Single by Pet Shop Boys

from the album Nonetheless
- B-side: "Sense of Time"; "If Jesus Had a Sister";
- Released: 3 April 2024
- Recorded: 2023
- Genre: Synth-pop
- Length: 3:01
- Label: x2
- Songwriters: Neil Tennant; Chris Lowe;
- Producer: James Ford

Pet Shop Boys singles chronology
| "Loneliness" (2024) | "Dancing Star" (2024) | "A New Bohemia" (2024) |

Music video
- "Dancing Star" on YouTube

= Dancing Star (song) =

"Dancing Star" (stylised in sentence case) is a song by English synth-pop duo Pet Shop Boys from their fifteenth studio album, Nonetheless (2024). It was released on 3 April 2024 as the album's second single.
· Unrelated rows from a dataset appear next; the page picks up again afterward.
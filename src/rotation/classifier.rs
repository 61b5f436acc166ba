//! X.509 CA classification.

use x509_parser::pem::parse_x509_pem;
use x509_parser::prelude::*;

use crate::errors::{Result, RotationError};

const CERTIFICATE_LABEL: &str = "CERTIFICATE";

/// Report whether the first PEM block in `pem` is a CA certificate.
///
/// The block must be labelled `CERTIFICATE` and hold a parseable X.509 certificate.
/// The result is the basic-constraints `cA` flag; a certificate without the
/// extension is not a CA. `name` only labels errors.
pub fn classify(name: &str, pem: &[u8]) -> Result<bool> {
    let (_, block) = parse_x509_pem(pem).map_err(|e| {
        RotationError::certificate_decode(name, format!("no PEM block found: {}", e))
    })?;

    if block.label != CERTIFICATE_LABEL {
        return Err(RotationError::certificate_decode(
            name,
            format!("PEM block is '{}', not a certificate", block.label),
        ));
    }

    let (_, cert) = X509Certificate::from_der(&block.contents)
        .map_err(|e| RotationError::certificate_decode(name, format!("invalid X.509: {}", e)))?;

    let constraints = cert.basic_constraints().map_err(|e| {
        RotationError::certificate_decode(name, format!("invalid basic constraints: {}", e))
    })?;

    Ok(constraints.map(|ext| ext.value.ca).unwrap_or(false))
}
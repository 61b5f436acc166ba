//! # Certificate Rotation
//!
//! Progressive CA rotation across three deploys:
//!
//! 1. `create-and-deploy-transitional-cas`: every CA gets a new transitional version and
//!    the old certificate is passed to the deploy as an extra trusted CA.
//! 2. `create-and-deploy-new-child-certs`: leaf certificates are deleted so the deploy
//!    reissues them from the new CAs, while the old CA version stays trusted.
//! 3. `remove-legacy-cas`: the transitional flag is cleared and the old CAs drop out.
//!
//! The current step is stored next to the deployment's credentials, so every call works
//! from what the store holds at that moment.

pub mod classifier;
pub mod enumerator;
pub mod orchestrator;
pub mod phase;

use std::collections::BTreeMap;

pub use classifier::classify;
pub use enumerator::{
    CertificateInventory, CredentialEnumerator, CredentialSets, CredentialVersionSet,
};
pub use orchestrator::RotationOrchestrator;
pub use phase::{PhaseTracker, RotationPhase};

/// Manifest variable overrides, keyed by `<name relative to prefix>.certificate`.
pub type OverrideMap = BTreeMap<String, String>;
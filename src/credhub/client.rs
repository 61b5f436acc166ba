//! Credential store trait consumed by the rotation orchestrator.

use async_trait::async_trait;

use super::types::CredentialVersion;
use crate::errors::Result;

/// Typed operations against a versioned credential store.
///
/// The orchestrator only ever talks to the store through this trait, so the HTTPS
/// adapter and the in-memory store are interchangeable.
///
/// # Errors
///
/// Implementations report a missing credential as
/// [`RotationError::NotFound`](crate::errors::RotationError::NotFound). Callers rely on
/// that variant to tell "absent" apart from every other failure.
#[async_trait]
pub trait CredentialStore: Send + Sync {
    /// List the names of all credentials under `path`.
    async fn list_credentials(&self, path: &str) -> Result<Vec<String>>;

    /// Fetch the current versions of a credential, including any transitional one.
    ///
    /// Returns versions in store order. `NotFound` if the credential does not exist.
    async fn get_credential(&self, name: &str) -> Result<Vec<CredentialVersion>>;

    /// Create or overwrite a `value` credential.
    async fn set_value_credential(&self, name: &str, value: &str) -> Result<()>;

    /// Delete a credential and its whole history.
    async fn delete_credential(&self, name: &str) -> Result<()>;

    /// Resolve the certificate id used by the certificates API.
    ///
    /// Exactly one certificate must match `name`; anything else is a consistency error.
    async fn certificate_id(&self, name: &str) -> Result<String>;

    /// Regenerate the certificate, storing the new version as transitional.
    ///
    /// This is not idempotent. Callers must re-read the credential before issuing
    /// it again.
    async fn regenerate_transitional(&self, certificate_id: &str) -> Result<CredentialVersion>;

    /// Make `version_id` the only transitional version of the certificate.
    async fn mark_transitional(&self, certificate_id: &str, version_id: &str) -> Result<()>;

    /// Clear the transitional flag from every version of the certificate.
    async fn clear_transitional(&self, certificate_id: &str) -> Result<()>;
}
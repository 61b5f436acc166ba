//! # certrotate
//!
//! Progressive rotation of the certificate authorities of a live deployment whose
//! credentials live in Credhub.
//!
//! Replacing a CA in one step breaks every node that has not yet received the new
//! trust chain. Instead the rotation spans three deploys, driven by a phase credential
//! stored next to the deployment's other credentials:
//!
//! ```text
//! create-and-deploy-transitional-cas
//!   → create-and-deploy-new-child-certs
//!   → remove-legacy-cas
//!   → no-action-required
//! ```
//!
//! Before each deploy [`RotationOrchestrator::prepare_for_new_deploy`] mutates the store
//! for the current phase and returns manifest variable overrides that keep the old CA
//! trusted; after the deploy succeeds [`RotationOrchestrator::post_successful_deploy`]
//! advances the phase.
//!
//! ## Example Usage
//!
//! ```rust,no_run
//! use std::sync::Arc;
//!
//! use certrotate::{HttpCredentialStore, Result, RotationConfig, RotationOrchestrator};
//! use tokio_util::sync::CancellationToken;
//!
//! #[tokio::main]
//! async fn main() -> Result<()> {
//!     let config = RotationConfig::from_env()?;
//!     config.validate()?;
//!
//!     let store = Arc::new(HttpCredentialStore::new(&config.credhub)?);
//!     let orchestrator = RotationOrchestrator::from_config(store, &config);
//!
//!     let overrides = orchestrator.prepare_for_new_deploy(&CancellationToken::new()).await?;
//!     for (key, pem) in &overrides {
//!         println!("{}: {} bytes", key, pem.len());
//!     }
//!     Ok(())
//! }
//! ```

pub mod cli;
pub mod config;
pub mod credhub;
pub mod errors;
pub mod observability;
pub mod rotation;

pub use config::{CredhubConfig, RotationConfig};
pub use credhub::{CredentialStore, HttpCredentialStore, InMemoryCredentialStore};
pub use errors::{Result, RotationError};
pub use rotation::{OverrideMap, RotationOrchestrator, RotationPhase};

/// Application version
pub const VERSION: &str = env!("CARGO_PKG_VERSION");

/// Application name
pub const APP_NAME: &str = env!("CARGO_PKG_NAME");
==Background and composition==
The song was written by Neil Tennant and Chris Lowe. It tells the story of preeminent dancer Rudolf Nureyev, who defected from the Soviet Union in the 1960s and became a star with The Royal Ballet. The lyrics open with the mention of the Amalfi Coast where Nureyev had bought the Gallo Lungo island and spent the final years of his life. The song also alludes to the dancer's bisexuality.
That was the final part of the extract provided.